IL LIBRO DELLA GIUNGLA ( Book of the Jungle, USA 2016)
DI JON FAVREAU
Con NEEL SETHI.
AVVENTURA
La versione "live action" di un classico dell'animazione Disney del 2016 è "Il libro della Giungla", che dal 1967 è rimasto impresso a tanti bambini per l'avventura del piccolo Mowgli, spalleggiato dalla pantera Bagheera e dall'orso Baloo, con la minaccia dell'imperiosa e spietata tigre Shere Kahn, che vuole uccidere il "cucciolo d'uomo". Chiaro, la base è sempre il classico della letteratura di Rudyard Kipling, e se si vuole, si può bacchettare sceneggiatori e regista di questa nuova versione per certe leggerezze come gli elefanti africani in India e il fatto di aver fatto di Re Louis, invece che di un orango, un "Giganthopitecus", scimmia colossale estinta da un milione di anni.
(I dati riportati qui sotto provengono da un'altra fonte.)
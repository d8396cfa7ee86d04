//! Magic sequences used to label entries of formats that store no names.
//!
//! The guesses only decorate output names; they never feed back into parsing.

/// A signature that identifies a payload type
#[derive(Debug, Clone, Copy)]
pub struct Signature {
    /// Bytes expected at `offset`
    pub magic: &'static [u8],
    /// Where the magic bytes start in the payload
    pub offset: usize,
    /// Extension to label matching payloads with
    pub extension: &'static str,
}

const fn sig(magic: &'static [u8], offset: usize, extension: &'static str) -> Signature {
    Signature {
        magic,
        offset,
        extension,
    }
}

/// Known payload signatures, most specific first
pub const SIGNATURES: &[Signature] = &[
    sig(b"\x89PNG\r\n\x1a\n", 0, "png"),
    sig(&[0xFF, 0xD8, 0xFF], 0, "jpg"),
    sig(b"GIF87a", 0, "gif"),
    sig(b"GIF89a", 0, "gif"),
    sig(b"DDS ", 0, "dds"),
    sig(b"TIM2", 0, "tm2"),
    sig(b"WAVE", 8, "wav"),
    sig(b"AVI ", 8, "avi"),
    sig(b"OggS", 0, "ogg"),
    sig(b"fLaC", 0, "flac"),
    sig(b"ID3", 0, "mp3"),
    sig(b"MThd", 0, "mid"),
    sig(b"PK\x03\x04", 0, "zip"),
    sig(b"EERT", 0, "tre"),
    sig(b"PACK", 0, "pak"),
    sig(b"VER2", 0, "img"),
    sig(b"AFS\0", 0, "afs"),
    sig(&[0x55, 0xAA, 0x38, 0x2D], 0, "arc"),
    sig(b"Yaz0", 0, "szs"),
    sig(b"FORM", 0, "iff"),
    sig(b"\x7fELF", 0, "elf"),
    sig(b"<?xml", 0, "xml"),
    sig(b"BM", 0, "bmp"),
    sig(b"MZ", 0, "exe"),
];

/// Guess an extension for a payload from its first bytes.
///
/// ```
/// use gamearc_engine::sniff::guess_extension;
///
/// assert_eq!(guess_extension(b"\x89PNG\r\n\x1a\n...."), Some("png"));
/// assert_eq!(guess_extension(b"RIFF\x10\0\0\0WAVEfmt "), Some("wav"));
/// assert_eq!(guess_extension(b"plain text"), None);
/// ```
pub fn guess_extension(header_probe: &[u8]) -> Option<&'static str> {
    SIGNATURES
        .iter()
        .find(|signature| {
            header_probe
                .get(signature.offset..)
                .is_some_and(|rest| rest.starts_with(signature.magic))
        })
        .map(|signature| signature.extension)
}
Va detto che Jon Favreau può essere considerato come uno dei registi hollywoodiani di oggi più abili a coniugare ritmo e spettacolo, vedi i primi due "Iron Man", e la difficoltà, qui, era far recitare con la massima naturalezza il giovanissimo Neel Sethi, praticamente solo in scena, con animali generati interamente in computer graphic. Il gioco riesce, perchè questo "Libro della Giungla" si apre con un aggressivo e accattivante incipit in cui l'avventura si presenta subito viva, e prosegue sulla stessa linea: ci sono gli intermezzi umoristici con protagonista l'indolente orso Baloo, e sottolinea maggiormente l'aspetto sinistro di personaggi come il serpente Kaa ( in versione femminile, e comunque nel romanzo non è nemico di Mowgli), il crudele Shere Kahn, presentando con una citazione consapevole Re Louis come fosse il Kurtz/Marlon Brando di "Apocalypse Now", immerso nella penombra e solo progressivamente mostrato. Tra queste rivisitazioni dei classici disneyani, è tra le migliori, sia, appunto, per un ritorno a un cinema avventuroso che comporta anche scoperta, prova e lotta per la sopravvivenza, e sia per il messaggio dell'abbattimento di barriere tra specie, da leggere "tra razze" per far reggere l'equilibrio della comunità.
SING SING ( I, 1983)
DI SERGIO CORBUCCI
Con ENRICO MONTESANO, ADRIANO CELENTANO, Marina Suma, Vanessa Redgrave.
COMMEDIA
A quattro anni dal grosso risultato commerciale di "Qua la mano" viene giocata di nuovo la formula che vede Enrico Montesano e Adriano Celentano abbinati nel manifesto, ma con ciascuno un proprio episodio, lungo, in pratica un minifilm, per portare al cinema più spettatori possibile, anche perchè, a cavallo tra i Settanta e gli Ottanta, il comico romano e il cantante-interprete-regista erano davvero tra le carte sicure da giocare al box-office. Nel primo episodio si vuole che il meccanico Edoardo capisca di essere in realtà stato adottato, e per un giro di parole intese male, pensa che la madre sia la regina d'Inghilterra, e, giunto a Londra per parlarle di persona, fortuitamente la salva da un attentato: le cose non andranno come pensato dall'italiano in visita, ma a volte gli errori possono avere conseguenze non spiacevoli... Nel secondo, un tenente della polizia scorbutico soprannominato "Boghi", perchè gli piace fare il verso al divo di "Casablanca", cerca di proteggere una bella attrice specializzata in thriller di serie D, minacciata da un maniaco al telefono. Quel che sconcerta è la pochezza con cui è scritto ed allestito un lungometraggio che avrebbe puntato a cifre alte al botteghino, e la trasandatezza generale con cui si offriva al pubblico ( che non disdegnò, comunque, dato che fu tra i maggiori incassi della stagione 83/84...) un film più noioso che divertente, senza occasioni per suscitare sorrisi o risa. Se il primo episodio è insulso, il secondo, che avrebbe la pretesa di sfottere sia "Psyco" che gli horror di Fulci, Deodato & co., in quegli anni molto prolifici, è di una bruttezza e di un'approsimazione, anche nella recitazione, agghiacciante. Se il film del 1979 era comunque vedibile, e sia l'episodio con Montesano, che quello con Celentano, avevano qualche motivo di vago divertimento, qui siamo al Nulla totale. E il titolo? Senza senso, ovviamente, salvo la stupidella sequenza iniziale.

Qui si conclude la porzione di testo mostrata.